Unless a budget is passed, the state is expected to run out of cash in early September, a prospect that is raising alarms on Wall Street. Two major credit rating agencies are reviewing the state’s creditworthiness and could reduce it in the next two to three months if the legislature does not pass a budget that actually balances spending with revenue.

“What we will be looking for is a budget that makes significant progress in addressing the state’s structural imbalance and doesn’t just push it out to the next year,” said Ray Murphy, chief analyst for California at Moody’s Investors Service.

California already joins Louisiana and New York as the states with the nation’s lowest credit rating. On Standard & Poor’s scale, these states have a middle-range A rating, and on Moody’s Investors Service, they have an A2.

Depending on the budget resolution, the state’s rating could be cut one or two credit levels, making it the lowest among the 50 states.

If this happens, the state would have a harder time lining up buyers for its bonds. It also would raise the cost of two separate borrowings the state is discussing, a $10.7 billion issue to finance the deficit, as well as $3 billion in temporary notes to keep the state operating.

In addition, a rating cut would add anywhere from $405 million to $850 million in interest expense over 30 years for the 30-year $24.6 billion in bonds the state has authorized but not yet sold, according to the state treasurer’s office.

Also at stake is $34.4 billion in bonds the state already has issued. A lower credit rating would prompt some risk-averse investors to sell bonds, reducing overall prices.

“You’d have a lot of unhappy Californians, because Californians own the existing debt and that would crash in value,” said Ted Gibson, former state economist who was appointed during Republican administrations and served under Davis. “The train wreck is visible now.”

This may turn out to be the worst-case scenario, because Wall Street investors remember last year, when the state did not agree on its budget until September. So far, bond holders have not dumped their investments.

“The bonds are still trading really well,” says Joseph Jasper, director of fixed income strategy at U.S. Piper Jaffray investment firm.

The bond market is an enormous marketplace where corporations and governments go to borrow money over long periods. Because banks usually lend money for shorter periods of time, major corporations and governments sell bonds to hundreds and thousands of investors who pool their money and lend it for up to 30 years.

Like shareholders, bond investors hold the issuing entity accountable for its behavior.

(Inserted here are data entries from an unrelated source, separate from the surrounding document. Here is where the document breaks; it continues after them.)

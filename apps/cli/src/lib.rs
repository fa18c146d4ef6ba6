//! # Fatura CLI Library
//!
//! Configuration, state, commands and the entry point behind the `fatura`
//! binary.
//!
//! ## Module Organization
//! ```text
//! fatura_cli/
//! ├── lib.rs          ◄─── You are here (startup & dispatch)
//! ├── cli.rs          ◄─── clap argument definitions
//! ├── config.rs       ◄─── AppConfig (TOML + FATURA_* env)
//! ├── error.rs        ◄─── ApiError returned by commands
//! ├── state/
//! │   ├── document.rs ◄─── DocumentState (current session)
//! │   └── numbering.rs◄─── NumberingState (shared generator)
//! ├── commands/
//! │   ├── customer.rs ◄─── customer field edits
//! │   ├── items.rs    ◄─── line items and discount
//! │   └── document.rs ◄─── type, number, date, summary
//! ├── draft.rs        ◄─── JSON draft replay
//! └── summary.rs      ◄─── DocumentSummary for the renderer
//! ```

pub mod cli;
pub mod commands;
pub mod config;
pub mod draft;
pub mod error;
pub mod state;
pub mod summary;

use std::io::Read;
use std::path::{Path, PathBuf};

use fatura_core::DocumentType;
use fatura_db::{Database, DbConfig, DbError};
use tracing::info;

use cli::{Cli, Command};
use config::AppConfig;
use draft::DocumentDraft;
use error::{ApiError, ApiResult};
use state::{DocumentState, NumberingState};

/// Runs one CLI invocation and returns what should go to stdout.
///
/// ## Startup Sequence
/// ```text
/// ┌─────────────────────────────────────────────────────────────────────────┐
/// │  1. Load config (file → env → --db)                                     │
/// │  2. Open the counter database (only for commands that number)          │
/// │  3. Build state objects                                                 │
/// │  4. Dispatch the subcommand                                             │
/// └─────────────────────────────────────────────────────────────────────────┘
/// ```
pub async fn run(cli: Cli) -> ApiResult<String> {
    let mut config = AppConfig::load(cli.config.as_deref())?;
    if let Some(db) = cli.db {
        config.database.path = Some(db);
    }

    match cli.command {
        Command::Config => toml::to_string_pretty(&config).map_err(|e| ApiError::internal(e.to_string())),

        Command::NextNumber { document_type } => {
            let document_type: DocumentType = document_type.parse()?;
            let db = open_database(&config).await?;
            let numbering = NumberingState::new(db.counters(), config.document.counter_key.clone());

            let number = numbering.generator().allocate(document_type).await;
            db.close().await;
            Ok(number)
        }

        Command::Summarize { draft } => {
            let draft = DocumentDraft::from_json(&read_draft(&draft)?)?;
            let db = open_database(&config).await?;
            let numbering = NumberingState::new(db.counters(), config.document.counter_key.clone());
            let rules = config.warranty_rules();
            let document = DocumentState::from_config(&config);

            draft.apply(&document, &numbering, &rules).await?;
            db.close().await;

            let summary = commands::document::get_document_summary(&document, &rules, &config);
            Ok(serde_json::to_string_pretty(&summary)?)
        }
    }
}

async fn open_database(config: &AppConfig) -> ApiResult<Database> {
    let path: PathBuf = config.database_path()?;
    info!(?path, "Opening counter database");
    let db = Database::new(DbConfig::new(&path)).await?;
    if !db.health_check().await {
        return Err(DbError::ConnectionFailed(format!("{} does not answer queries", path.display())).into());
    }
    Ok(db)
}

fn read_draft(path: &Path) -> ApiResult<String> {
    let result = if path == Path::new("-") {
        let mut text = String::new();
        std::io::stdin().read_to_string(&mut text).map(|_| text)
    } else {
        std::fs::read_to_string(path)
    };
    result.map_err(|e| ApiError::validation(format!("Cannot read draft {}: {}", path.display(), e)))
}

#[cfg(test)]
mod tests {
    use super::*;
    use crate::error::ErrorCode;
    use chrono::Utc;

    fn scratch_dir(name: &str) -> PathBuf {
        let nanos = Utc::now().timestamp_nanos_opt().unwrap_or_default();
        let dir = std::env::temp_dir().join(format!("fatura-cli-{}-{}-{}", name, std::process::id(), nanos));
        std::fs::create_dir_all(&dir).unwrap();
        dir
    }

    fn cli(dir: &Path, command: Command) -> Cli {
        let config = dir.join("fatura.toml");
        if !config.exists() {
            std::fs::write(&config, "").unwrap();
        }
        Cli {
            config: Some(config),
            db: Some(dir.join("fatura.db")),
            command,
        }
    }

    #[tokio::test]
    async fn test_next_number_persists_across_runs() {
        let dir = scratch_dir("numbers");

        let first = run(cli(&dir, Command::NextNumber { document_type: "invoice".into() })).await.unwrap();
        let second = run(cli(&dir, Command::NextNumber { document_type: "quote".into() })).await.unwrap();

        assert!(first.starts_with("INV-") && first.ends_with("0000"));
        assert!(second.starts_with("Q-") && second.ends_with("0001"));

        let _ = std::fs::remove_dir_all(&dir);
    }

    #[tokio::test]
    async fn test_next_number_rejects_unknown_type() {
        let dir = scratch_dir("badtype");
        let err = run(cli(&dir, Command::NextNumber { document_type: "receipt".into() })).await.unwrap_err();
        assert_eq!(err.code, ErrorCode::UnknownDocumentType);
        let _ = std::fs::remove_dir_all(&dir);
    }

    #[tokio::test]
    async fn test_summarize_draft_file() {
        let dir = scratch_dir("summarize");
        let draft = dir.join("draft.json");
        std::fs::write(
            &draft,
            r#"{ "document_type": "quote", "items": [ { "item_code": "500", "unit_price": "100" } ] }"#,
        )
        .unwrap();

        let output = run(cli(&dir, Command::Summarize { draft })).await.unwrap();
        let json: serde_json::Value = serde_json::from_str(&output).unwrap();

        assert_eq!(json["document"]["title_english"], "Quotation");
        assert_eq!(json["totals"]["final_total"], "115.00");
        assert_eq!(json["warranty"]["applies"], true);

        let _ = std::fs::remove_dir_all(&dir);
    }

    #[tokio::test]
    async fn test_config_prints_toml() {
        let dir = scratch_dir("config");
        std::fs::write(dir.join("fatura.toml"), "[document]\nprinted_by = \"Tester\"\n").unwrap();

        let output = run(cli(&dir, Command::Config)).await.unwrap();
        assert!(output.contains("printed_by = \"Tester\""));
        assert!(output.contains("fatura.db"));

        let _ = std::fs::remove_dir_all(&dir);
    }
}
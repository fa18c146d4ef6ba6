//! # Error Types
//!
//! Domain-specific error types for fatura-core.
//!
//! ## Error Hierarchy
//! ```text
//! ┌─────────────────────────────────────────────────────────────────────────┐
//! │                         Error Types                                     │
//! │                                                                         │
//! │  fatura-core errors (this file)                                        │
//! │  ├── CoreError          - Caller contract violations                   │
//! │  └── CounterStoreError  - Counter persistence failures                 │
//! │                                                                         │
//! │  fatura-db errors (separate crate)                                     │
//! │  └── DbError            - Database operation failures                  │
//! │                                                                         │
//! │  CLI errors (in app)                                                   │
//! │  └── ApiError           - What the front end sees (serialized)         │
//! └─────────────────────────────────────────────────────────────────────────┘
//! ```
//!
//! ## What Is NOT an Error
//! Malformed numeric input never produces an error. Unparseable quantities,
//! prices and discounts count as zero. The only failures are programming
//! errors (an unknown document type) and counter persistence failures, and
//! the latter never leave the number generator.

use thiserror::Error;

// =============================================================================
// Core Error
// =============================================================================

/// Core engine errors.
///
/// These indicate a defect in the calling code, not bad user input.
#[derive(Debug, Error)]
pub enum CoreError {
    /// Document type string is not one of `quote`, `order`, `invoice`.
    ///
    /// ## When This Occurs
    /// - A front end sends a type id the engine does not know
    /// - A draft file names a misspelled type
    ///
    /// The engine never falls back to `invoice` for an unknown type.
    #[error("Unknown document type: '{0}' (expected quote, order or invoice)")]
    UnknownDocumentType(String),

    /// Customer slot name is not recognised.
    #[error("Unknown customer field: '{0}'")]
    UnknownCustomerSlot(String),

    /// Language code is not recognised.
    #[error("Unknown language: '{0}' (expected ar or en)")]
    UnknownLanguage(String),
}

// =============================================================================
// Counter Store Error
// =============================================================================

/// Failures reported by a [`CounterStore`](crate::numbering::CounterStore).
///
/// The document number generator absorbs these and falls back to a
/// timestamp-derived number.
#[derive(Debug, Error)]
pub enum CounterStoreError {
    /// The backing store could not be read or written.
    #[error("Counter store unavailable: {0}")]
    Unavailable(String),

    /// The stored value cannot be used as a sequence.
    #[error("Counter '{key}' holds an invalid value: {value}")]
    Corrupt { key: String, value: i64 },
}

// =============================================================================
// Result Type Alias
// =============================================================================

/// Convenience type alias for Results with CoreError.
pub type CoreResult<T> = Result<T, CoreError>;

// =============================================================================
// Unit Tests
// =============================================================================

#[cfg(test)]
mod tests {
    use super::*;

    #[test]
    fn test_error_messages() {
        let err = CoreError::UnknownDocumentType("receipt".to_string());
        assert_eq!(
            err.to_string(),
            "Unknown document type: 'receipt' (expected quote, order or invoice)"
        );

        let err = CounterStoreError::Corrupt {
            key: "fatura.document_seq".to_string(),
            value: -3,
        };
        assert_eq!(
            err.to_string(),
            "Counter 'fatura.document_seq' holds an invalid value: -3"
        );
    }
}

“The bond market forces the government to behave,” says Joe Corona, former bond trader who now trades stock options at a hedge fund operated by well-known options expert Anthony Saliba in Chicago.

“They vote with their feet. If they don’t like what you’re doing, the bond market reacts,” Corona said. “The whole thing is: Am I going to get paid back? Am I being compensated for the risk I’m taking?”

Most people who own state bonds want to save on taxes — income from state bonds is exempt from taxes — and are generally among the most conservative investors.

Some institutions are prohibited from investing in bonds that carry a lower rating, so if the state credit rating is reduced, it would cut down the number of borrowers.

If the state’s bond rating were reduced a total of four levels — a serious downgrade — the bonds would be considered “non-investment grade,” better known as junk.

Corporate junk bonds are currently yielding 11 percent to 12 percent interest, while tax-exempt junk bonds are yielding about 8 percent. The state’s general obligation bonds are around 5 percent, considerably lower.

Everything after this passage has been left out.